[[ Given data open ]]
//! Availability polling for freshly registered images.
//!
//! Registration is asynchronous on the provider side: a successful register
//! call only means the request was accepted. [`ImageWaiter`] polls the image
//! state until it becomes `available`, settles in a terminal failure state,
//! runs out of attempts, or the pipeline's shutdown signal fires.

use std::time::{Duration, Instant};

use amiforge_id::ImageId;
use thiserror::Error;
use tokio::sync::watch;
use tracing::{debug, info};

use crate::service::{ImageService, ImageState};

/// Default delay between polls.
pub const DEFAULT_POLL_DELAY: Duration = Duration::from_secs(15);

/// Default number of polls before giving up.
pub const DEFAULT_MAX_ATTEMPTS: u32 = 40;

/// Errors from waiting on an image.
#[derive(Debug, Error)]
pub enum WaitError {
    #[error("timed out after {attempts} attempts ({elapsed:?})")]
    Timeout { attempts: u32, elapsed: Duration },

    #[error("cancelled")]
    Cancelled,

    #[error("image {image_id} entered state '{state}'")]
    Failed { image_id: ImageId, state: ImageState },

    #[error("image {0} not found")]
    NotFound(ImageId),
}

impl WaitError {
    /// Returns true if the wait ran out of attempts.
    pub fn is_timeout(&self) -> bool {
        matches!(self, Self::Timeout { .. })
    }
}

/// Polling policy.
#[derive(Debug, Clone, PartialEq, Eq)]
pub struct PollingConfig {
    /// Delay between polls.
    pub delay: Duration,

    /// Maximum number of polls.
    pub max_attempts: u32,
}

impl Default for PollingConfig {
    fn default() -> Self {
        Self {
            delay: DEFAULT_POLL_DELAY,
            max_attempts: DEFAULT_MAX_ATTEMPTS,
        }
    }
}

impl PollingConfig {
    /// Load polling overrides from the environment.
    ///
    /// `AWS_POLL_DELAY_SECONDS` and `AWS_MAX_ATTEMPTS` are honoured when they
    /// parse to a positive number; anything else falls back to the default.
    pub fn from_env() -> Self {
        let delay = std::env::var("AWS_POLL_DELAY_SECONDS")
            .ok()
            .and_then(|s| s.parse::<u64>().ok())
            .filter(|secs| *secs > 0)
            .map(Duration::from_secs)
            .unwrap_or(DEFAULT_POLL_DELAY);

        let max_attempts = std::env::var("AWS_MAX_ATTEMPTS")
            .ok()
            .and_then(|s| s.parse::<u32>().ok())
            .filter(|n| *n > 0)
            .unwrap_or(DEFAULT_MAX_ATTEMPTS);

        Self {
            delay,
            max_attempts,
        }
    }
}

/// Blocks until an image is available.
#[derive(Debug, Clone, Default)]
pub struct ImageWaiter {
    config: PollingConfig,
}

impl ImageWaiter {
    pub fn new(config: PollingConfig) -> Self {
        Self { config }
    }

    pub fn config(&self) -> &PollingConfig {
        &self.config
    }

    /// Poll until `image_id` is available.
    ///
    /// A shutdown signal (already set, or set while waiting) wins over any
    /// in-flight poll and yields [`WaitError::Cancelled`]. Transport errors
    /// during a poll use up an attempt and are otherwise ignored.
    pub async fn wait_until_available(
        &self,
        service: &dyn ImageService,
        image_id: &ImageId,
        mut shutdown: watch::Receiver<bool>,
    ) -> Result<(), WaitError> {
        let start = Instant::now();
        let max_attempts = self.config.max_attempts.max(1);

        for attempt in 1..=max_attempts {
            let polled = tokio::select! {
                biased;
                _ = cancelled(&mut shutdown) => return Err(WaitError::Cancelled),
                polled = service.image_state(image_id) => polled,
            };

            match polled {
                Ok(Some(ImageState::Available)) => {
                    info!(
                        image_id = %image_id,
                        attempts = attempt,
                        elapsed_ms = start.elapsed().as_millis() as u64,
                        "Image available"
                    );
                    return Ok(());
                }
                Ok(Some(state)) if state.is_settling() => {
                    debug!(image_id = %image_id, attempt, state = %state, "Image still pending");
                }
                Ok(Some(state)) => {
                    return Err(WaitError::Failed {
                        image_id: image_id.clone(),
                        state,
                    });
                }
                Ok(None) => return Err(WaitError::NotFound(image_id.clone())),
                Err(e) => {
                    debug!(image_id = %image_id, attempt, error = %e, "Poll failed, will retry");
                }
            }

            if attempt == max_attempts {
                break;
            }

            tokio::select! {
                biased;
                _ = cancelled(&mut shutdown) => return Err(WaitError::Cancelled),
                _ = tokio::time::sleep(self.config.delay) => {}
            }
        }

        Err(WaitError::Timeout {
            attempts: max_attempts,
            elapsed: start.elapsed(),
        })
    }
}

/// Resolves once shutdown is signalled. Never resolves if the sender is gone.
async fn cancelled(shutdown: &mut watch::Receiver<bool>) {
    if shutdown.wait_for(|cancelled| *cancelled).await.is_err() {
        std::future::pending::<()>().await;
    }
}

#[cfg(test)]
mod tests {
    use super::*;
    use crate::service::{MockImageService, RegisterImageRequest};
    use amiforge_id::Region;
    use rstest::rstest;

    fn fast() -> ImageWaiter {
        ImageWaiter::new(PollingConfig {
            delay: Duration::from_millis(5),
            max_attempts: 5,
        })
    }

    async fn registered(service: &MockImageService) -> ImageId {
        let request = RegisterImageRequest {
            name: "waiter-test".to_string(),
            architecture: "x86_64".to_string(),
            root_device_name: "/dev/xvda".to_string(),
            virtualization_type: "hvm".to_string(),
            block_device_mappings: vec![],
            ena_support: None,
            sriov_net_support: None,
            boot_mode: None,
        };
        service.register_image(&request).await.unwrap()
    }

    fn region() -> Region {
        Region::parse("eu-west-1").unwrap()
    }

    #[test]
    fn test_polling_config_default() {
        let config = PollingConfig::default();
        assert_eq!(config.delay, Duration::from_secs(15));
        assert_eq!(config.max_attempts, 40);
    }

    #[tokio::test]
    async fn test_wait_succeeds_after_pending() {
        let service = MockImageService::new(region()).pending_for(2);
        let id = registered(&service).await;
        let (_tx, rx) = watch::channel(false);

        fast()
            .wait_until_available(&service, &id, rx)
            .await
            .unwrap();
    }

    #[tokio::test]
    async fn test_wait_times_out() {
        let service = MockImageService::new(region()).pending_for(u32::MAX);
        let id = registered(&service).await;
        let (_tx, rx) = watch::channel(false);

        let err = fast()
            .wait_until_available(&service, &id, rx)
            .await
            .unwrap_err();

        assert!(err.is_timeout());
        assert!(matches!(err, WaitError::Timeout { attempts: 5, .. }));
    }

    #[test]
    fn test_waiter_keeps_config() {
        let config = PollingConfig {
            delay: Duration::from_secs(2),
            max_attempts: 3,
        };
        assert_eq!(ImageWaiter::new(config.clone()).config(), &config);
    }

    #[rstest]
    #[case::failed(ImageState::Failed)]
    #[case::disabled(ImageState::Disabled)]
    #[case::unrecognised(ImageState::Unknown)]
    #[tokio::test]
    async fn test_wait_fails_fast_on_terminal_state(#[case] state: ImageState) {
        let service = MockImageService::new(region()).settling_in(state);
        let id = registered(&service).await;
        let (_tx, rx) = watch::channel(false);

        let err = fast()
            .wait_until_available(&service, &id, rx)
            .await
            .unwrap_err();

        assert!(matches!(err, WaitError::Failed { state: s, .. } if s == state));
        // One register, one poll.
        assert_eq!(service.calls().len(), 2);
    }

    #[tokio::test]
    async fn test_wait_treats_transient_as_pending() {
        let service = MockImageService::new(region()).settling_in(ImageState::Transient);
        let id = registered(&service).await;
        let (_tx, rx) = watch::channel(false);

        let err = fast()
            .wait_until_available(&service, &id, rx)
            .await
            .unwrap_err();

        assert!(matches!(err, WaitError::Timeout { attempts: 5, .. }));
    }

    #[tokio::test]
    async fn test_wait_unknown_image() {
        let service = MockImageService::new(region());
        let id = ImageId::with_suffix("gone").unwrap();
        let (_tx, rx) = watch::channel(false);

        let err = fast()
            .wait_until_available(&service, &id, rx)
            .await
            .unwrap_err();

        assert!(matches!(err, WaitError::NotFound(_)));
    }

    #[tokio::test]
    async fn test_wait_already_cancelled_does_not_poll() {
        let service = MockImageService::new(region());
        let id = registered(&service).await;
        let (_tx, rx) = watch::channel(true);

        let err = fast()
            .wait_until_available(&service, &id, rx)
            .await
            .unwrap_err();

        assert!(matches!(err, WaitError::Cancelled));
        assert_eq!(service.calls().len(), 1);
    }

    #[tokio::test]
    async fn test_wait_cancelled_while_pending() {
        let service = MockImageService::new(region()).pending_for(u32::MAX);
        let id = registered(&service).await;
        let (tx, rx) = watch::channel(false);
        let waiter = ImageWaiter::new(PollingConfig {
            delay: Duration::from_millis(10),
            max_attempts: 10_000,
        });

        tokio::spawn(async move {
            tokio::time::sleep(Duration::from_millis(30)).await;
            tx.send(true).unwrap();
        });

        let started = Instant::now();
        let err = waiter
            .wait_until_available(&service, &id, rx)
            .await
            .unwrap_err();

        assert!(matches!(err, WaitError::Cancelled));
        assert!(started.elapsed() < Duration::from_secs(5));
    }

    #[tokio::test]
    async fn test_dropped_sender_means_not_cancelled() {
        let service = MockImageService::new(region()).pending_for(1);
        let id = registered(&service).await;
        let (tx, rx) = watch::channel(false);
        drop(tx);

        fast()
            .wait_until_available(&service, &id, rx)
            .await
            .unwrap();
    }
}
[[ Given data closed ]]
## Activity:
Identify each line of the material where the word "NotFound" shows up, and copy it.

## Response:
    NotFound(ImageId),
                Ok(None) => return Err(WaitError::NotFound(image_id.clone())),
        assert!(matches!(err, WaitError::NotFound(_)));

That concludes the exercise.